Heins's veneration for Dutch genius rose higher than ever. He doubted whether any country could produce a parallel to this instance of practical wisdom. But there was more for him to hear:—many a narrative of expeditions up and down the Rhine, when sugar, coffee, and woollen cloths were disposed of to unheard of advantage at every village on the way up, and enormous rafts of timber swept down the stream in return, bearing the exulting Jakob home to the country of which Heins began to think him a conspicuous ornament. Many a region had he also supplied with earthenware, and his exploits in tobacco-pipes were enough of themselves to immortalize his commercial genius. The Winkel adventure now appeared a moderate and purely rational affair, and Heins himself began to see the expediency of enlarging the speculation yet further by adding a tobacco-pipe manufactory to their establishment, if, as was expected, the right kind of earth was found to be plentiful near any spot of the twenty miles of turf soil.
“You will be ready to go with us early tomorrow to see your mother,” said Fransje, quitting the table to make her preparations for departure.
“To view the ground,” added her father.
Heins rose as he replied that, in order to do so, he must hasten away to consult his partner on the whole affair, and make arrangements for diverting some of his capital from other channels in order to engage in this new object. But he would see what could be done in a few hours. Slyk assured him that there was no haste about the advance of capital, as there was abundance in hand; that he had better view the ground before he decided anything, or troubled his illustrious partner at so busy a time with an important affair, of which all the details could not yet be presented. Heins agreed not to trouble his partner further at present than to send him a note of excuse for an absence of a few days on a visit to Winkel.
Slyk told the truth when he said that he had at present abundance of money for the carrying on of his enterprise.

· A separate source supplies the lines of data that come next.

use anyhow::{Context, Result};
use chrono::NaiveDate;
use mockall::automock;
use std::collections::BTreeMap;
use std::fs;

/// Daily adjusted-close history for a single ticker, sorted by date.
#[derive(Debug, Clone)]
pub struct PriceSeries {
    pub ticker: String,
    pub closes: Vec<(NaiveDate, f64)>,
}

impl PriceSeries {
    /// Build a series from unordered observations. Duplicate dates keep the
    /// last value seen.
    pub fn new(ticker: impl Into<String>, mut closes: Vec<(NaiveDate, f64)>) -> Self {
        closes.sort_by_key(|(date, _)| *date);
        closes.dedup_by(|next, prev| {
            if next.0 == prev.0 {
                prev.1 = next.1;
                true
            } else {
                false
            }
        });
        Self {
            ticker: ticker.into(),
            closes,
        }
    }

    pub fn len(&self) -> usize {
        self.closes.len()
    }

    pub fn is_empty(&self) -> bool {
        self.closes.is_empty()
    }

    pub fn last_date(&self) -> Option<NaiveDate> {
        self.closes.last().map(|(date, _)| *date)
    }

    pub fn value_on(&self, date: NaiveDate) -> Option<f64> {
        self.closes
            .binary_search_by_key(&date, |(d, _)| *d)
            .ok()
            .map(|idx| self.closes[idx].1)
    }

    /// Elementwise pairing over the date intersection of two series.
    pub fn aligned_with(&self, other: &PriceSeries) -> Vec<(NaiveDate, f64, f64)> {
        let mut paired = Vec::new();
        let (mut i, mut j) = (0, 0);
        while i < self.closes.len() && j < other.closes.len() {
            let (da, va) = self.closes[i];
            let (db, vb) = other.closes[j];
            if da == db {
                paired.push((da, va, vb));
                i += 1;
                j += 1;
            } else if da < db {
                i += 1;
            } else {
                j += 1;
            }
        }
        paired
    }
}

/// One run's consolidated snapshot of price history, keyed by ticker.
/// Synthetic series are inserted alongside the raw columns.
#[derive(Debug, Clone, Default)]
pub struct PriceTable {
    columns: BTreeMap<String, PriceSeries>,
}

impl PriceTable {
    pub fn new() -> Self {
        Self::default()
    }

    pub fn insert(&mut self, series: PriceSeries) {
        self.columns.insert(series.ticker.clone(), series);
    }

    pub fn get(&self, ticker: &str) -> Option<&PriceSeries> {
        self.columns.get(ticker)
    }

    pub fn contains(&self, ticker: &str) -> bool {
        self.columns.contains_key(ticker)
    }

    pub fn is_empty(&self) -> bool {
        self.columns.is_empty()
    }

    pub fn tickers(&self) -> impl Iterator<Item = &str> {
        self.columns.keys().map(String::as_str)
    }

    /// Most recent date present in any column.
    pub fn last_date(&self) -> Option<NaiveDate> {
        self.columns.values().filter_map(PriceSeries::last_date).max()
    }
}

/// Seam to the market-data collaborator. One blocking call per run; retry and
/// rate-limit policy live on the implementor's side.
#[automock]
pub trait PriceHistoryProvider {
    /// Daily adjusted closes for the requested tickers over the trailing
    /// `period_days`. Tickers with no available history are simply absent
    /// from the returned table.
    fn daily_closes(&self, tickers: &[String], period_days: u32) -> Result<PriceTable>;
}

/// Provider backed by a JSON snapshot of the form
/// `{"SPY": {"2024-01-02": 470.1, ...}, ...}`.
pub struct JsonFileProvider {
    path: String,
}

impl JsonFileProvider {
    pub fn new(path: impl Into<String>) -> Self {
        Self { path: path.into() }
    }
}

impl PriceHistoryProvider for JsonFileProvider {
    fn daily_closes(&self, tickers: &[String], period_days: u32) -> Result<PriceTable> {
        let raw = fs::read_to_string(&self.path)
            .with_context(|| format!("reading price snapshot {}", self.path))?;
        let parsed: BTreeMap<String, BTreeMap<NaiveDate, f64>> = serde_json::from_str(&raw)
            .with_context(|| format!("parsing price snapshot {}", self.path))?;

        let last_date = parsed
            .values()
            .flat_map(|closes| closes.keys().copied())
            .max();

        let mut table = PriceTable::new();
        for ticker in tickers {
            let Some(closes) = parsed.get(ticker) else {
                continue;
            };
            let points: Vec<(NaiveDate, f64)> = match last_date {
                Some(last) => {
                    let cutoff = last - chrono::Duration::days(i64::from(period_days));
                    closes
                        .iter()
                        .filter(|(date, _)| **date >= cutoff)
                        .map(|(date, value)| (*date, *value))
                        .collect()
                }
                None => Vec::new(),
            };
            if !points.is_empty() {
                table.insert(PriceSeries::new(ticker.clone(), points));
            }
        }
        Ok(table)
    }
}

#[cfg(test)]
mod tests {
    use super::*;

    fn date(y: i32, m: u32, d: u32) -> NaiveDate {
        NaiveDate::from_ymd_opt(y, m, d).unwrap()
    }

    #[test]
    fn series_sorts_and_dedups_on_construction() {
        let series = PriceSeries::new(
            "SPY",
            vec![
                (date(2024, 1, 3), 2.0),
                (date(2024, 1, 2), 1.0),
                (date(2024, 1, 3), 3.0),
            ],
        );
        assert_eq!(series.len(), 2);
        assert_eq!(series.value_on(date(2024, 1, 3)), Some(3.0));
    }

    #[test]
    fn aligned_with_intersects_on_date() {
        let a = PriceSeries::new(
            "A",
            vec![
                (date(2024, 1, 2), 1.0),
                (date(2024, 1, 3), 2.0),
                (date(2024, 1, 5), 3.0),
            ],
        );
        let b = PriceSeries::new(
            "B",
            vec![
                (date(2024, 1, 3), 10.0),
                (date(2024, 1, 4), 11.0),
                (date(2024, 1, 5), 12.0),
            ],
        );
        let paired = a.aligned_with(&b);
        assert_eq!(
            paired,
            vec![(date(2024, 1, 3), 2.0, 10.0), (date(2024, 1, 5), 3.0, 12.0)]
        );
    }
}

It by no means followed that it was his own. Whose it was depended upon circumstances yet future; depended, not only on whether the speculation should terminate favourably or unfavourably, but on the length of time that it-could be carried on.
Slyk's plan was one very common among adventurers. It was to raise money by drawing and re-drawing inland bills of exchange, in combination with two men of a genius of as high an order as his own. The Dutch banks were not all like the great bank of Amsterdam. There were some in every large town in the states which were very like banks in general, and which were subject to imposition from adventurers. From the coffers of two or three of these banks Slyk's friends contrived to extract capital for his purposes, taking the chance of the enterprise turning out well enough to enable them to replace what they now borrowed on false pretences.

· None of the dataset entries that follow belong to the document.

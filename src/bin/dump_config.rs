use sector_radar::config::RadarConfig;

fn main() {
    let config = RadarConfig::default();
    match serde_json::to_string_pretty(&config) {
        Ok(json) => println!("{json}"),
        Err(e) => eprintln!("Error serializing default config: {e}"),
    }
}
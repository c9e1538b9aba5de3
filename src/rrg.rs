//! Relative-rotation coordinates for a sector against its benchmark.
//!
//! Two chained 100-centered normalizations: the raw sector/benchmark ratio is
//! normalized against its own 60-day trailing mean (RS-Ratio), and RS-Ratio
//! is then normalized against its own 10-day trailing mean (RS-Momentum).
//! Both are pure functions of the raw ratio, so rescaling the sector series
//! by a positive constant leaves every coordinate unchanged.

use crate::market_data::PriceSeries;
use crate::moving_average::sma;
use crate::quadrant::Quadrant;
use crate::ratio::RatioSeries;
use serde::Serialize;

/// Trailing window for the relative-strength normalization.
pub const RS_WINDOW: usize = 60;
/// Trailing window for the momentum normalization of RS-Ratio.
pub const MOMENTUM_WINDOW: usize = 10;
/// Number of recent coordinate pairs kept for trajectory display.
pub const TRAIL_LEN: usize = 5;

#[derive(Debug, Clone, Copy, PartialEq, Serialize)]
pub struct RrgPoint {
    pub rs_ratio: f64,
    pub rs_momentum: f64,
}

/// Current position plus a short trailing trajectory on the rotation graph.
#[derive(Debug, Clone, Serialize)]
pub struct RrgCoordinates {
    pub current: RrgPoint,
    /// Most recent defined pairs, oldest first; the last entry is `current`.
    pub trail: Vec<RrgPoint>,
    pub quadrant: Quadrant,
}

/// Compute rotation coordinates for `sector` against `benchmark`.
///
/// Returns `None` when no coordinate pair is defined yet: RS-Ratio needs 60
/// raw ratio observations, and RS-Momentum needs 10 further RS-Ratio
/// observations on top of the first, so 70 raw observations in total.
pub fn relative_rotation(sector: &PriceSeries, benchmark: &PriceSeries) -> Option<RrgCoordinates> {
    let rs_raw = RatioSeries::compute(sector, benchmark);
    if rs_raw.is_empty() {
        return None;
    }

    let rs_ratio = normalize(&rs_raw.values, RS_WINDOW);
    let ratio_start = rs_ratio.iter().position(Option::is_some)?;

    let mut rs_momentum = normalize(&rs_ratio, MOMENTUM_WINDOW);
    // Momentum needs a full window of RS-Ratio observations beyond the first
    // one; points before that are still warming up.
    let warmup = (ratio_start + MOMENTUM_WINDOW).min(rs_momentum.len());
    for point in rs_momentum.iter_mut().take(warmup) {
        *point = None;
    }

    let pairs: Vec<RrgPoint> = rs_ratio
        .iter()
        .zip(&rs_momentum)
        .filter_map(|(ratio, momentum)| {
            Some(RrgPoint {
                rs_ratio: (*ratio)?,
                rs_momentum: (*momentum)?,
            })
        })
        .collect();

    let current = *pairs.last()?;
    let trail = pairs[pairs.len().saturating_sub(TRAIL_LEN)..].to_vec();
    Some(RrgCoordinates {
        current,
        trail,
        quadrant: Quadrant::classify(current.rs_ratio, current.rs_momentum),
    })
}

/// `100 * x / SMA_window(x)`, undefined wherever either side is.
fn normalize(values: &[Option<f64>], window: usize) -> Vec<Option<f64>> {
    let mean = sma(values, window);
    values
        .iter()
        .zip(mean)
        .map(|(value, mean)| {
            let (v, m) = ((*value)?, mean?);
            if m == 0.0 { None } else { Some(100.0 * v / m) }
        })
        .collect()
}
use serde::{Deserialize, Serialize};

/// Center of the rotation graph on both axes.
pub const CENTER: f64 = 100.0;

/// Rotation regime of a sector relative to the benchmark.
#[derive(Debug, Clone, Copy, PartialEq, Eq, Serialize, Deserialize)]
pub enum Quadrant {
    Leading,
    Improving,
    Lagging,
    Weakening,
}

impl Quadrant {
    /// Classify a coordinate pair against the (100, 100) center.
    ///
    /// Weakening is the fallthrough arm, so any tie on either axis lands
    /// there.
    pub fn classify(rs_ratio: f64, rs_momentum: f64) -> Quadrant {
        if rs_ratio > CENTER && rs_momentum > CENTER {
            Quadrant::Leading
        } else if rs_ratio < CENTER && rs_momentum > CENTER {
            Quadrant::Improving
        } else if rs_ratio < CENTER && rs_momentum < CENTER {
            Quadrant::Lagging
        } else {
            Quadrant::Weakening
        }
    }
}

Slyk drew a bill upon honest Hugo Cats of Haerlem, payable two months after date. Not that Cats owed Slyk anything; but in consideration of being allowed to draw in his turn for the amount, with interest and commission, he permitted the supposition of a debt. In order to avoid suspicion, the re-drawing was done through a third party, Cats drawing his bill, before the expiration of the two months, on Geysbuk of Rotterdam; who, in his turn, was to draw on Slyk before the expiration of the further two months. The bill returned on Slyk must bear, of course, a great accumulation of interest and commission, but he trusted to his enterprise to pay off all; and his immediate object was answered in the bankers' gold being obtained which was to enable him to make his first payments to his labourers, and to the proprietors of the vein of turf from which he expected so much wealth. Interest was low, at this time: a sure sign that the profits of stock were also low? but Slyk intended that his profits should be unlike those which followed every other investment of capital, and justify, by the issue, his plan of raising money by circulation.

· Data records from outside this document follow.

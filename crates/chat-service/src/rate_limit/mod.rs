//! Rate limiting for every mutating endpoint.
//!
//! Each [`Purpose`] has its own key prefix (`ratelimit:<purpose>`) and its own
//! [`RateLimitPolicy`]. A key `ratelimit:<purpose>:<identifier>` counts hits
//! in a window: the first hit opens a window of `policy.window`, hits inside
//! it increment the count, and a hit at or after `reset_at` opens a new window
//! with count 1. A hit is allowed while `count <= limit`.
//!
//! # Backends
//!
//! - [`RedisCounterStore`] - shared across instances, required in production
//! - [`LocalCounterStore`] - per-process, development only
//! - fail-closed - production without a reachable Redis; every check denied
//!
//! Falling back to the local counter in production is never done: behind
//! several instances it would under-count every key.

pub mod distributed;
pub mod local;
pub mod lua_scripts;

pub use distributed::RedisCounterStore;
pub use local::LocalCounterStore;

use crate::clock::Clock;
use crate::config::{Config, Environment};
use crate::errors::ChatError;
use crate::observability::metrics::record_rate_limit_decision;
use async_trait::async_trait;
use chrono::{DateTime, TimeDelta, Utc};
use secrecy::ExposeSecret;
use std::sync::Arc;
use std::time::Duration;
use tracing::{error, info, warn};

/// Bound on the Redis connect attempt at startup.
pub const REDIS_CONNECT_TIMEOUT: Duration = Duration::from_secs(3);

/// Counter state after one hit.
#[derive(Debug, Clone, Copy, PartialEq, Eq)]
pub struct WindowCount {
    /// Hits in the current window, including this one.
    pub count: u64,
    pub window_start: DateTime<Utc>,
    /// `window_start + window`.
    pub reset_at: DateTime<Utc>,
}

/// Atomic per-key window counter.
#[async_trait]
pub trait CounterStore: Send + Sync {
    /// Count one hit for `key` at `now` and return the window state.
    async fn hit(
        &self,
        key: &str,
        window: Duration,
        now: DateTime<Utc>,
    ) -> Result<WindowCount, ChatError>;

    /// Short backend name for logs.
    fn backend_name(&self) -> &'static str;
}

/// What a limiter is guarding.
#[derive(Debug, Clone, Copy, PartialEq, Eq, Hash)]
pub enum Purpose {
    ChatJoin,
    ChatSend,
    ChatPresence,
    Comment,
    Vote,
    AdminAuth,
    Curious,
}

impl Purpose {
    pub fn as_str(self) -> &'static str {
        match self {
            Purpose::ChatJoin => "chat-join",
            Purpose::ChatSend => "chat-send",
            Purpose::ChatPresence => "chat-presence",
            Purpose::Comment => "comment",
            Purpose::Vote => "vote",
            Purpose::AdminAuth => "admin-auth",
            Purpose::Curious => "curious",
        }
    }

    /// Counter key for `identifier` under this purpose.
    pub fn key(self, identifier: &str) -> String {
        format!("ratelimit:{}:{identifier}", self.as_str())
    }
}

#[derive(Debug, Clone, Copy, PartialEq, Eq)]
pub struct RateLimitPolicy {
    pub limit: u32,
    pub window: Duration,
}

impl RateLimitPolicy {
    pub const fn per_minute(limit: u32) -> Self {
        Self {
            limit,
            window: Duration::from_secs(60),
        }
    }
}

/// Limits for the chat purposes; the other purposes use fixed policies.
#[derive(Debug, Clone, Copy, PartialEq, Eq)]
pub struct ChatLimits {
    pub join: RateLimitPolicy,
    pub send: RateLimitPolicy,
    pub presence: RateLimitPolicy,
}

impl ChatLimits {
    pub fn from_config(config: &Config) -> Self {
        Self {
            join: RateLimitPolicy::per_minute(config.join_limit_per_minute),
            send: RateLimitPolicy::per_minute(config.send_limit_per_minute),
            presence: RateLimitPolicy::per_minute(config.presence_limit_per_minute),
        }
    }
}

/// Result of one check.
#[derive(Debug, Clone, Copy, PartialEq, Eq)]
pub struct RateLimitDecision {
    pub allowed: bool,
    pub limit: u32,
    pub remaining: u32,
    pub reset_at: DateTime<Utc>,
}

impl RateLimitDecision {
    /// Convert a denial into `ChatError::RateLimited`, with `Retry-After`
    /// rounded up to whole seconds and at least 1.
    pub fn into_result(self, now: DateTime<Utc>) -> Result<Self, ChatError> {
        if self.allowed {
            return Ok(self);
        }
        let wait_ms = (self.reset_at - now).num_milliseconds().max(0);
        let retry_after_secs = u64::try_from((wait_ms + 999) / 1000).unwrap_or(1).max(1);
        Err(ChatError::RateLimited {
            limit: self.limit,
            remaining: self.remaining,
            reset_at: self.reset_at,
            retry_after_secs,
        })
    }
}

/// Counter backend chosen at startup.
#[derive(Clone)]
pub enum LimiterBackend {
    Distributed(Arc<dyn CounterStore>),
    Local(Arc<LocalCounterStore>),
    /// No trustworthy counter; deny everything.
    FailClosed,
}

impl LimiterBackend {
    /// Pick the backend from the deployment mode and the outcome of the Redis
    /// connect attempt (`None` when no Redis URL is configured).
    pub fn choose(
        environment: Environment,
        redis: Option<Result<Arc<dyn CounterStore>, ChatError>>,
    ) -> Self {
        match (redis, environment.is_production()) {
            (Some(Ok(store)), _) => {
                info!(target: "chat.rate_limit", "Rate limiter using Redis counters");
                LimiterBackend::Distributed(store)
            }
            (Some(Err(e)), true) => {
                error!(
                    target: "chat.rate_limit",
                    error = %e,
                    "Redis unreachable in production, rate limiter failing closed"
                );
                LimiterBackend::FailClosed
            }
            (None, true) => {
                error!(
                    target: "chat.rate_limit",
                    "No Redis configured in production, rate limiter failing closed"
                );
                LimiterBackend::FailClosed
            }
            (Some(Err(e)), false) => {
                warn!(
                    target: "chat.rate_limit",
                    error = %e,
                    "Redis unreachable, using in-process rate limiter"
                );
                LimiterBackend::Local(Arc::new(LocalCounterStore::new()))
            }
            (None, false) => {
                info!(target: "chat.rate_limit", "Using in-process rate limiter");
                LimiterBackend::Local(Arc::new(LocalCounterStore::new()))
            }
        }
    }

    fn name(&self) -> &'static str {
        match self {
            LimiterBackend::Distributed(store) => store.backend_name(),
            LimiterBackend::Local(store) => store.backend_name(),
            LimiterBackend::FailClosed => "fail-closed",
        }
    }
}

/// The set of per-purpose limiters sharing one backend.
#[derive(Clone)]
pub struct RateLimiters {
    backend: LimiterBackend,
    environment: Environment,
    clock: Arc<dyn Clock>,
    chat: ChatLimits,
}

impl RateLimiters {
    pub fn new(
        backend: LimiterBackend,
        environment: Environment,
        clock: Arc<dyn Clock>,
        chat: ChatLimits,
    ) -> Self {
        Self {
            backend,
            environment,
            clock,
            chat,
        }
    }

    /// Build from configuration, connecting to Redis when a URL is given.
    pub async fn connect(config: &Config, clock: Arc<dyn Clock>) -> Self {
        let redis = match &config.redis_url {
            Some(url) => Some(
                RedisCounterStore::connect(url.expose_secret(), REDIS_CONNECT_TIMEOUT)
                    .await
                    .map(|store| Arc::new(store) as Arc<dyn CounterStore>),
            ),
            None => None,
        };
        let backend = LimiterBackend::choose(config.environment, redis);
        Self::new(
            backend,
            config.environment,
            clock,
            ChatLimits::from_config(config),
        )
    }

    pub fn backend_name(&self) -> &'static str {
        self.backend.name()
    }

    /// The in-process counter, if that is the active backend.
    pub fn local_store(&self) -> Option<Arc<LocalCounterStore>> {
        match &self.backend {
            LimiterBackend::Local(store) => Some(store.clone()),
            _ => None,
        }
    }

    pub fn policy(&self, purpose: Purpose) -> RateLimitPolicy {
        match purpose {
            Purpose::ChatJoin => self.chat.join,
            Purpose::ChatSend => self.chat.send,
            Purpose::ChatPresence => self.chat.presence,
            Purpose::Comment => RateLimitPolicy::per_minute(5),
            Purpose::Vote => RateLimitPolicy::per_minute(3),
            Purpose::AdminAuth => RateLimitPolicy::per_minute(5),
            Purpose::Curious => RateLimitPolicy::per_minute(3),
        }
    }

    /// Count one request for `identifier` and decide whether it may proceed.
    ///
    /// Never errors: a counter failure is a denial in production and an
    /// allowance in development.
    pub async fn check(&self, purpose: Purpose, identifier: &str) -> RateLimitDecision {
        let policy = self.policy(purpose);
        let now = self.clock.now();
        let window_end = TimeDelta::from_std(policy.window)
            .ok()
            .and_then(|w| now.checked_add_signed(w))
            .unwrap_or(DateTime::<Utc>::MAX_UTC);

        let store: &dyn CounterStore = match &self.backend {
            LimiterBackend::Distributed(store) => store.as_ref(),
            LimiterBackend::Local(store) => store.as_ref(),
            LimiterBackend::FailClosed => {
                record_rate_limit_decision(purpose.as_str(), false);
                return RateLimitDecision {
                    allowed: false,
                    limit: policy.limit,
                    remaining: 0,
                    reset_at: window_end,
                };
            }
        };

        let decision = match store.hit(&purpose.key(identifier), policy.window, now).await {
            Ok(window) => {
                let remaining = u64::from(policy.limit).saturating_sub(window.count);
                RateLimitDecision {
                    allowed: window.count <= u64::from(policy.limit),
                    limit: policy.limit,
                    remaining: u32::try_from(remaining).unwrap_or(u32::MAX),
                    reset_at: window.reset_at,
                }
            }
            Err(e) => {
                let allowed = !self.environment.is_production();
                warn!(
                    target: "chat.rate_limit",
                    purpose = purpose.as_str(),
                    backend = store.backend_name(),
                    error = %e,
                    allowed = allowed,
                    "Rate-limit counter failed"
                );
                RateLimitDecision {
                    allowed,
                    limit: policy.limit,
                    remaining: if allowed { policy.limit } else { 0 },
                    reset_at: window_end,
                }
            }
        };

        record_rate_limit_decision(purpose.as_str(), decision.allowed);
        if !decision.allowed {
            tracing::debug!(
                target: "chat.rate_limit",
                purpose = purpose.as_str(),
                reset_at = %decision.reset_at,
                "Request rate limited"
            );
        }
        decision
    }

    /// [`RateLimiters::check`], with a denial turned into `RateLimited`.
    pub async fn enforce(
        &self,
        purpose: Purpose,
        identifier: &str,
    ) -> Result<RateLimitDecision, ChatError> {
        let decision = self.check(purpose, identifier).await;
        decision.into_result(self.clock.now())
    }
}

The bankers were rendered unsuspicious, not only by the comparative infrequency of fraudulent speculation at a time and in a country where a needy merchant was a phenomenon almost unheard of, but by the mode in which the bills were indorsed. Several names appeared on the back of each bill; and these and the shortness of the date together gave an appearance of security to the whole affair. It was scarcely likely that all these parties should fail before the expiration of the two months, even if the drawer and acceptor had been considered persons of doubtful credit. But there was no reason for questioning any part of the proceeding. The re-drawing was always done in good time to prevent any attention being fixed upon the previous bill; and the first advance of money seemed to have been gained so easily, that the parties resolved to repeat the experiment, if they failed to obtain, at a less cost, the funds they wanted, from Heins, or from some other rich merchant, young and uncontrolled enough to be made a dupe. Meantime, the speculators amused themselves with contemplating the unconscious security of all whom they had made their tools;—of the bankers from whose coffers they had abstracted their capital, and of such of the indorsers as were no worse than careless, and who therefore little dreamed of the necessity which might arise for their paying for the delinquency of the drawer. If they were disposed to complain of the hardship of each indorser being liable for the amount of a protested bill, (that is, of a bill which the acceptor cannot pay,) they should have been more careful to ascertain the soundness of the credit with which they linked their own.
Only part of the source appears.